Jason, I've been programming C since 1984, and my reaction is identical to yours. Whatever that thing is, it's not normal C/Python/Perl/fortran syntax, nor is it reverse polish as far as I can see. I cannot *even imagine* how a kid would understand that syntax. Personally, I'd feel much better if it were
I'm a Python user, but I'll try to defend Scheme in this respect, because I really believe in Scheme's beauty. *grin* I think part of what feels weird is the training we have, in both our languages and in math classes, in distinguishing between regular functions, (sin(x), exp(e), ...) and infix operators (+, *, ...). Many languages make this distinction --- Scheme is one of the languages that doesn't. Scheme syntax makes a lot more sense when you consider everything to be a regular function. For example, let's rename the '*' "operator" to a function called 'multiply': (define multiply *) ;; just a renaming (define pi 3.14) ;; another renaming (define (square r) (multiply r r)) ;; for convenience (define (area-of-disk r) (multiply pi (square r)) Also, by not making the math functions as explicitly binary infix operators, it allows one to express: "multiply 2, 3, 4, and 5" as (* 2 3 4 5) which is pretty nice, I think. Hopefully, this makes it a little more explicity that Scheme uniformly treats all functions the same, even the infix math operators.

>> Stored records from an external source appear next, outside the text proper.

//! Package specification resolution.
//!
//! [`PackageSpec::resolve`] turns a raw manifest entry into the fully
//! path-concrete, substitution-resolved description every later stage
//! consumes. Resolution validates mandatory keys, derives the cache,
//! source, build, and install paths, runs both substitution passes over
//! every optional field, enforces the installation-proof invariant, and
//! establishes the root directory skeleton on the execution target.

use crate::error::{InstallError, Result};
use crate::executor::Executor;
use crate::manifest::{RawPackage, RootLayout};
use crate::substitute::{resolve_pairs, resolve_strings, resolve_text, Bindings};
use camino::{Utf8Path, Utf8PathBuf};

/// Recognised archive suffixes, longest first so `.tar.gz` wins over `.tar`.
pub const ARCHIVE_SUFFIXES: &[&str] = &[".tar.bz2", ".tar.gz", ".tar.xz", ".tar", ".zip", ".git"];

/// The directory creation mode used for the root skeleton.
const ROOT_DIR_MODE: u32 = 0o755;

/// Command run on the target to locate the Python site-packages directory.
const SITE_PACKAGES_QUERY: &[&str] = &[
    "python3",
    "-c",
    "import site; print(site.getsitepackages()[0])",
];

/// Strips one recognised archive suffix from a file name.
///
/// Unrecognised suffixes are left alone here; they only become an error at
/// extraction time, the first point the suffix must match a known format.
///
/// # Examples
///
/// ```
/// use pkgforge::spec::file_stem;
///
/// assert_eq!(file_stem("foo-1.2.tar.gz"), "foo-1.2");
/// assert_eq!(file_stem("bar.git"), "bar");
/// assert_eq!(file_stem("odd.rar"), "odd.rar");
/// ```
#[must_use]
pub fn file_stem(file_name: &str) -> &str {
    for suffix in ARCHIVE_SUFFIXES {
        if let Some(stem) = file_name.strip_suffix(suffix) {
            return stem;
        }
    }
    file_name
}
use crate::error::TunnelError;
use crate::models::{Platform, TunnelConfig};
use crate::storage::ControllerSettings;
use base64::{prelude::BASE64_STANDARD, Engine};
use std::fs;
use std::io::Write;
use std::net::IpAddr;
use std::path::{Path, PathBuf};
use tracing::{debug, info, warn};

const MAX_INTERFACE_NAME: usize = 15;

/// Owns the directory holding `<name>.conf` files. Nothing else in the
/// controller writes tunnel configs.
#[derive(Clone, Debug)]
pub struct ConfigProvisioner {
    dir: PathBuf,
}

impl ConfigProvisioner {
    pub fn new(dir: impl Into<PathBuf>) -> Self {
        Self { dir: dir.into() }
    }

    pub fn from_settings(settings: &ControllerSettings, platform: Platform) -> Self {
        match settings.config_dir {
            Some(ref dir) => Self::new(dir),
            None => Self::new(default_config_dir(platform)),
        }
    }

    pub fn path_for(&self, name: &str) -> PathBuf {
        self.dir.join(format!("{}.conf", name))
    }

    /// Validates and writes the config, replacing any previous file for the
    /// same interface.
    pub fn provision(&self, config: &TunnelConfig) -> Result<PathBuf, TunnelError> {
        validate(config)?;

        fs::create_dir_all(&self.dir).map_err(|source| TunnelError::ConfigWrite {
            path: self.dir.clone(),
            source,
        })?;

        let target = self.path_for(&config.interface_name);
        let staging = self.dir.join(format!(".{}.conf.tmp", config.interface_name));

        write_private(&staging, config.render().as_bytes())
            .and_then(|_| fs::rename(&staging, &target))
            .map_err(|source| {
                let _ = fs::remove_file(&staging);
                TunnelError::ConfigWrite {
                    path: target.clone(),
                    source,
                }
            })?;

        info!("Provisioned tunnel config {:?}", target);
        Ok(target)
    }

    /// Removes every `*.conf` whose stem starts with `prefix`. Returns how
    /// many files were deleted.
    pub fn clear(&self, prefix: &str) -> usize {
        self.clear_except(prefix, &[])
    }

    /// Like [`ConfigProvisioner::clear`], but keeps the configs of the
    /// tunnels named in `keep`.
    pub fn clear_except(&self, prefix: &str, keep: &[String]) -> usize {
        let entries = match fs::read_dir(&self.dir) {
            Ok(entries) => entries,
            Err(e) if e.kind() == std::io::ErrorKind::NotFound => return 0,
            Err(e) => {
                warn!("Cannot list config directory {:?}: {}", self.dir, e);
                return 0;
            }
        };

        let mut removed = 0;
        for entry in entries.flatten() {
            let path = entry.path();
            let is_conf = path.extension().is_some_and(|ext| ext == "conf");
            let matches = path
                .file_stem()
                .and_then(|stem| stem.to_str())
                .is_some_and(|stem| {
                    stem.starts_with(prefix) && !keep.iter().any(|name| name == stem)
                });
            if !(is_conf && matches) {
                continue;
            }
            match fs::remove_file(&path) {
                Ok(()) => {
                    debug!("Removed stale config {:?}", path);
                    removed += 1;
                }
                Err(e) => warn!("Failed to remove stale config {:?}: {}", path, e),
            }
        }
        removed
    }

    pub fn remove(&self, name: &str) -> bool {
        let path = self.path_for(name);
        match fs::remove_file(&path) {
            Ok(()) => true,
            Err(e) if e.kind() == std::io::ErrorKind::NotFound => false,
            Err(e) => {
                warn!("Failed to remove config {:?}: {}", path, e);
                false
            }
        }
    }
}

pub fn default_config_dir(platform: Platform) -> PathBuf {
    match platform {
        Platform::Windows => directories::BaseDirs::new()
            .map(|dirs| dirs.data_local_dir().to_path_buf())
            .unwrap_or_else(std::env::temp_dir)
            .join("GhostSwitch")
            .join("Configurations"),
        Platform::Linux | Platform::Macos => PathBuf::from("/etc/wireguard"),
    }
}

/// Writes into a freshly created file so the owner-only mode always applies,
/// even over a leftover staging file.
fn write_private(path: &Path, contents: &[u8]) -> std::io::Result<()> {
    match fs::remove_file(path) {
        Ok(()) => {}
        Err(e) if e.kind() == std::io::ErrorKind::NotFound => {}
        Err(e) => return Err(e),
    }
    let mut options = fs::OpenOptions::new();
    options.write(true).create_new(true);
    #[cfg(unix)]
    {
        use std::os::unix::fs::OpenOptionsExt;
        options.mode(0o600);
    }
    let mut file = options.open(path)?;
    file.write_all(contents)?;
    file.sync_all()
}

pub fn validate(config: &TunnelConfig) -> Result<(), TunnelError> {
    validate_interface_name(&config.interface_name)?;
    validate_key("PrivateKey", config.private_key.expose())?;

    let addresses: Vec<&str> = config
        .address
        .split(',')
        .map(str::trim)
        .filter(|a| !a.is_empty())
        .collect();
    if addresses.is_empty() {
        return Err(TunnelError::InvalidConfig("Address is empty".to_string()));
    }
    for address in addresses {
        validate_cidr(address)?;
    }

    if config.peers.is_empty() {
        return Err(TunnelError::InvalidConfig(
            "at least one peer is required".to_string(),
        ));
    }
    for peer in &config.peers {
        validate_key("PublicKey", &peer.public_key)?;
        if let Some(ref psk) = peer.preshared_key {
            validate_key("PresharedKey", psk.expose())?;
        }
        if peer.endpoint.trim().is_empty() {
            return Err(TunnelError::InvalidConfig("peer Endpoint is empty".to_string()));
        }
        for allowed in peer.allowed_ips.split(',').map(str::trim) {
            validate_cidr(allowed)?;
        }
    }
    Ok(())
}

fn validate_interface_name(name: &str) -> Result<(), TunnelError> {
    let valid_chars = name
        .chars()
        .all(|c| c.is_ascii_alphanumeric() || matches!(c, '_' | '=' | '+' | '.' | '-'));
    if name.is_empty() || name.len() > MAX_INTERFACE_NAME || !valid_chars {
        return Err(TunnelError::InvalidConfig(format!(
            "interface name {:?} must be 1 to {} characters of [A-Za-z0-9_=+.-]",
            name, MAX_INTERFACE_NAME
        )));
    }
    Ok(())
}

pub(crate) fn decode_key(value: &str) -> Option<[u8; 32]> {
    let bytes = BASE64_STANDARD.decode(value.trim()).ok()?;
    bytes.try_into().ok()
}

fn validate_key(field: &str, value: &str) -> Result<(), TunnelError> {
    decode_key(value).map(|_| ()).ok_or_else(|| {
        TunnelError::InvalidConfig(format!("{} is not a 32-byte base64 key", field))
    })
}

fn validate_cidr(value: &str) -> Result<(), TunnelError> {
    let invalid = || TunnelError::InvalidConfig(format!("{:?} is not a valid CIDR", value));
    let (ip, prefix) = match value.split_once('/') {
        Some((ip, prefix)) => (ip, Some(prefix)),
        None => (value, None),
    };
    let ip: IpAddr = ip.trim().parse().map_err(|_| invalid())?;
    if let Some(prefix) = prefix {
        let prefix: u8 = prefix.trim().parse().map_err(|_| invalid())?;
        let max = if ip.is_ipv4() { 32 } else { 128 };
        if prefix > max {
            return Err(invalid());
        }
    }
    Ok(())
}
use crate::error::TunnelError;
use crate::models::{InstallReport, Platform, PrivilegedAction, PrivilegedActionKind, Remediation};
use crate::services::detector::Detector;
use crate::services::privilege::PrivilegeChain;
use async_trait::async_trait;
use std::path::{Path, PathBuf};
use std::sync::Arc;
use std::time::Duration;
use tracing::{info, warn};

const ARTIFACT_NAME: &str = "ghostswitch-wireguard-installer.exe";

#[async_trait]
pub trait ArtifactFetcher: Send + Sync {
    async fn fetch(&self, url: &str, dest: &Path) -> Result<(), TunnelError>;
}

pub struct HttpFetcher {
    client: reqwest::Client,
}

impl HttpFetcher {
    pub fn new(timeout: Duration) -> Self {
        let client = reqwest::Client::builder()
            .timeout(timeout)
            .build()
            .unwrap_or_default();
        Self { client }
    }
}

#[async_trait]
impl ArtifactFetcher for HttpFetcher {
    async fn fetch(&self, url: &str, dest: &Path) -> Result<(), TunnelError> {
        info!("Downloading installer from {}", url);
        let response = self
            .client
            .get(url)
            .send()
            .await
            .and_then(|r| r.error_for_status())
            .map_err(|e| TunnelError::Download(e.to_string()))?;
        let bytes = response
            .bytes()
            .await
            .map_err(|e| TunnelError::Download(e.to_string()))?;
        tokio::fs::write(dest, &bytes).await?;
        Ok(())
    }
}

/// Installs the WireGuard tools through the privilege chain and confirms the
/// result by detecting again.
pub struct Installer {
    platform: Platform,
    chain: Arc<PrivilegeChain>,
    detector: Arc<Detector>,
    fetcher: Arc<dyn ArtifactFetcher>,
    installer_url: String,
    timeout: Duration,
    staging_dir: PathBuf,
}

impl Installer {
    pub fn new(
        platform: Platform,
        chain: Arc<PrivilegeChain>,
        detector: Arc<Detector>,
        fetcher: Arc<dyn ArtifactFetcher>,
        installer_url: impl Into<String>,
        timeout: Duration,
    ) -> Self {
        Self {
            platform,
            chain,
            detector,
            fetcher,
            installer_url: installer_url.into(),
            timeout,
            staging_dir: std::env::temp_dir(),
        }
    }

    pub fn with_staging_dir(mut self, dir: impl Into<PathBuf>) -> Self {
        self.staging_dir = dir.into();
        self
    }

    pub async fn install(&self) -> Result<InstallReport, TunnelError> {
        let artifact = match self.platform {
            Platform::Windows => Some(self.download().await?),
            Platform::Linux | Platform::Macos => None,
        };

        let result = self
            .chain
            .run(
                &PrivilegedAction::InstallTool {
                    installer: artifact.clone(),
                },
                self.timeout,
            )
            .await;

        if let Some(ref path) = artifact {
            discard(path);
        }

        let outcome = match result {
            Ok(outcome) => outcome,
            Err(TunnelError::PrivilegedActionFailed { action, diagnostic }) => {
                return Err(TunnelError::PrivilegedActionFailed {
                    action,
                    diagnostic: self.with_remediation(diagnostic),
                })
            }
            Err(e) => return Err(e),
        };

        let toolchain = self.detector.detect().await;
        if !toolchain.installed {
            warn!("Install reported success but WireGuard is still missing");
            return Err(TunnelError::PrivilegedActionFailed {
                action: PrivilegedActionKind::InstallTool,
                diagnostic: self.with_remediation(format!(
                    "{}; WireGuard still not detected afterwards",
                    outcome.diagnostic
                )),
            });
        }

        info!("WireGuard installed via {}", outcome.method_id);
        Ok(InstallReport {
            attempts: outcome.attempts,
            toolchain,
        })
    }

    async fn download(&self) -> Result<PathBuf, TunnelError> {
        tokio::fs::create_dir_all(&self.staging_dir).await?;
        let dest = self.staging_dir.join(ARTIFACT_NAME);
        if let Err(e) = self.fetcher.fetch(&self.installer_url, &dest).await {
            discard(&dest);
            return Err(TunnelError::PrivilegedActionFailed {
                action: PrivilegedActionKind::InstallTool,
                diagnostic: self.with_remediation(e.to_string()),
            });
        }
        Ok(dest)
    }

    fn with_remediation(&self, diagnostic: String) -> String {
        format!(
            "{}\n{}",
            diagnostic,
            Remediation::for_platform(self.platform).instructions()
        )
    }
}

fn discard(path: &Path) {
    match std::fs::remove_file(path) {
        Ok(()) => info!("Removed installer artifact {:?}", path),
        Err(e) if e.kind() == std::io::ErrorKind::NotFound => {}
        Err(e) => warn!("Failed to remove installer artifact {:?}: {}", path, e),
    }
}
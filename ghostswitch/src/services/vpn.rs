//! The tunnel lifecycle state machine. One controller owns every tunnel the
//! GUI asks for; each tunnel name has exactly one [`TunnelState`].

use crate::error::TunnelError;
use crate::models::{
    ConfigSource, ConnectionStatus, InstallReport, Platform, PrivilegedAction, Remediation,
    StatusEvent, ToolchainInfo, TunnelConfig, TunnelRequest, TunnelState, TunnelStats,
    VerifyReport,
};
use crate::services::command::{CommandRunner, SystemCommandRunner};
use crate::services::detector::{Detector, Probe, ToolPaths};
use crate::services::events::EventSink;
use crate::services::installer::{ArtifactFetcher, HttpFetcher, Installer};
use crate::services::privilege::{PrivilegeChain, PrivilegeMethod};
use crate::services::provisioner::ConfigProvisioner;
use crate::services::status::{
    derive_public_key, HttpIpProbe, PublicIpProbe, StatusParser, StatusReporter,
};
use crate::storage::ControllerSettings;
use chrono::Utc;
use std::collections::HashMap;
use std::path::PathBuf;
use std::sync::atomic::{AtomicBool, Ordering};
use std::sync::{Arc, Mutex, MutexGuard};
use tokio::task::JoinHandle;
use tracing::{debug, error, info, warn};

pub struct ControllerBuilder {
    platform: Platform,
    settings: ControllerSettings,
    sink: Arc<dyn EventSink>,
    runner: Arc<dyn CommandRunner>,
    ip_probe: Option<Arc<dyn PublicIpProbe>>,
    parser: Option<Arc<dyn StatusParser>>,
    fetcher: Option<Arc<dyn ArtifactFetcher>>,
    probes: Option<Vec<Probe>>,
    methods: Option<Vec<Arc<dyn PrivilegeMethod>>>,
    staging_dir: Option<PathBuf>,
}

impl ControllerBuilder {
    pub fn new(settings: ControllerSettings, sink: Arc<dyn EventSink>) -> Self {
        Self {
            platform: Platform::current(),
            settings,
            sink,
            runner: Arc::new(SystemCommandRunner),
            ip_probe: None,
            parser: None,
            fetcher: None,
            probes: None,
            methods: None,
            staging_dir: None,
        }
    }

    pub fn platform(mut self, platform: Platform) -> Self {
        self.platform = platform;
        self
    }

    pub fn runner(mut self, runner: Arc<dyn CommandRunner>) -> Self {
        self.runner = runner;
        self
    }

    pub fn ip_probe(mut self, probe: Arc<dyn PublicIpProbe>) -> Self {
        self.ip_probe = Some(probe);
        self
    }

    pub fn status_parser(mut self, parser: Arc<dyn StatusParser>) -> Self {
        self.parser = Some(parser);
        self
    }

    pub fn fetcher(mut self, fetcher: Arc<dyn ArtifactFetcher>) -> Self {
        self.fetcher = Some(fetcher);
        self
    }

    pub fn probes(mut self, probes: Vec<Probe>) -> Self {
        self.probes = Some(probes);
        self
    }

    pub fn methods(mut self, methods: Vec<Arc<dyn PrivilegeMethod>>) -> Self {
        self.methods = Some(methods);
        self
    }

    pub fn staging_dir(mut self, dir: impl Into<PathBuf>) -> Self {
        self.staging_dir = Some(dir.into());
        self
    }

    pub fn build(self) -> TunnelController {
        let settings = self.settings;

        let mut detector =
            Detector::new(self.platform, self.runner.clone(), settings.probe_timeout());
        if let Some(probes) = self.probes {
            detector = detector.with_probes(probes);
        }
        let detector = Arc::new(detector);

        let mut chain = PrivilegeChain::new(
            self.platform,
            self.runner.clone(),
            &settings.resolved_log_dir(),
            settings.backoff(),
        );
        if let Some(methods) = self.methods {
            chain = chain.with_methods(methods);
        }
        let chain = Arc::new(chain);

        let ip_probe = self.ip_probe.or_else(|| {
            settings.public_ip_probe.then(|| {
                Arc::new(HttpIpProbe::new(&settings.public_ip_url, settings.probe_timeout()))
                    as Arc<dyn PublicIpProbe>
            })
        });
        let mut reporter = StatusReporter::new(self.runner.clone(), settings.probe_timeout());
        if let Some(probe) = ip_probe {
            reporter = reporter.with_ip_probe(probe);
        }
        if let Some(parser) = self.parser {
            reporter = reporter.with_parser(parser);
        }

        let fetcher = self
            .fetcher
            .unwrap_or_else(|| Arc::new(HttpFetcher::new(settings.install_timeout())));
        let mut installer = Installer::new(
            self.platform,
            chain.clone(),
            detector.clone(),
            fetcher,
            &settings.installer_url,
            settings.install_timeout(),
        );
        if let Some(dir) = self.staging_dir {
            installer = installer.with_staging_dir(dir);
        }

        TunnelController {
            platform: self.platform,
            provisioner: ConfigProvisioner::from_settings(&settings, self.platform),
            settings,
            detector,
            chain,
            reporter,
            installer,
            sink: self.sink,
            states: Mutex::new(HashMap::new()),
            installing: AtomicBool::new(false),
        }
    }
}

pub struct TunnelController {
    platform: Platform,
    settings: ControllerSettings,
    detector: Arc<Detector>,
    provisioner: ConfigProvisioner,
    chain: Arc<PrivilegeChain>,
    reporter: StatusReporter,
    installer: Installer,
    sink: Arc<dyn EventSink>,
    states: Mutex<HashMap<String, TunnelState>>,
    installing: AtomicBool,
}

struct InstallGuard<'a>(&'a AtomicBool);

impl Drop for InstallGuard<'_> {
    fn drop(&mut self) {
        self.0.store(false, Ordering::SeqCst);
    }
}

/// Holds a tunnel's `Connecting`/`Disconnecting` claim. If the owning future
/// is dropped or panics before [`ClaimGuard::release`], the tunnel falls back
/// to `Disconnected` and a `disconnected` event goes out.
struct ClaimGuard<'a> {
    controller: &'a TunnelController,
    name: &'a str,
    armed: bool,
}

impl<'a> ClaimGuard<'a> {
    fn new(controller: &'a TunnelController, name: &'a str) -> Self {
        Self {
            controller,
            name,
            armed: true,
        }
    }

    fn release(mut self) {
        self.armed = false;
    }
}

impl Drop for ClaimGuard<'_> {
    fn drop(&mut self) {
        if !self.armed {
            return;
        }
        warn!("Action on {} abandoned mid-flight", self.name);
        self.controller.set_state(self.name, TunnelState::Disconnected);
        self.controller
            .sink
            .emit(StatusEvent::new(ConnectionStatus::Disconnected).with_interface(self.name));
    }
}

Daniel Yoo <dyoo@hkn.eecs.berkeley.edu> wrote
I'm a Python user, but I'll try to defend Scheme in this respect, because I really believe in Scheme's beauty. *grin*
I think part of what feels weird is the training we have, in both our languages and in math classes, in distinguishing between regular functions, (sin(x), exp(e), ...) and infix operators (+, *, ...). Many languages make this distinction --- Scheme is one of the languages that doesn't.
Aha! this is a good point. Thank you.
"multiply 2, 3, 4, and 5" as (* 2 3 4 5)
which is pretty nice, I think.
yes beautiful! - Jason
participants (2)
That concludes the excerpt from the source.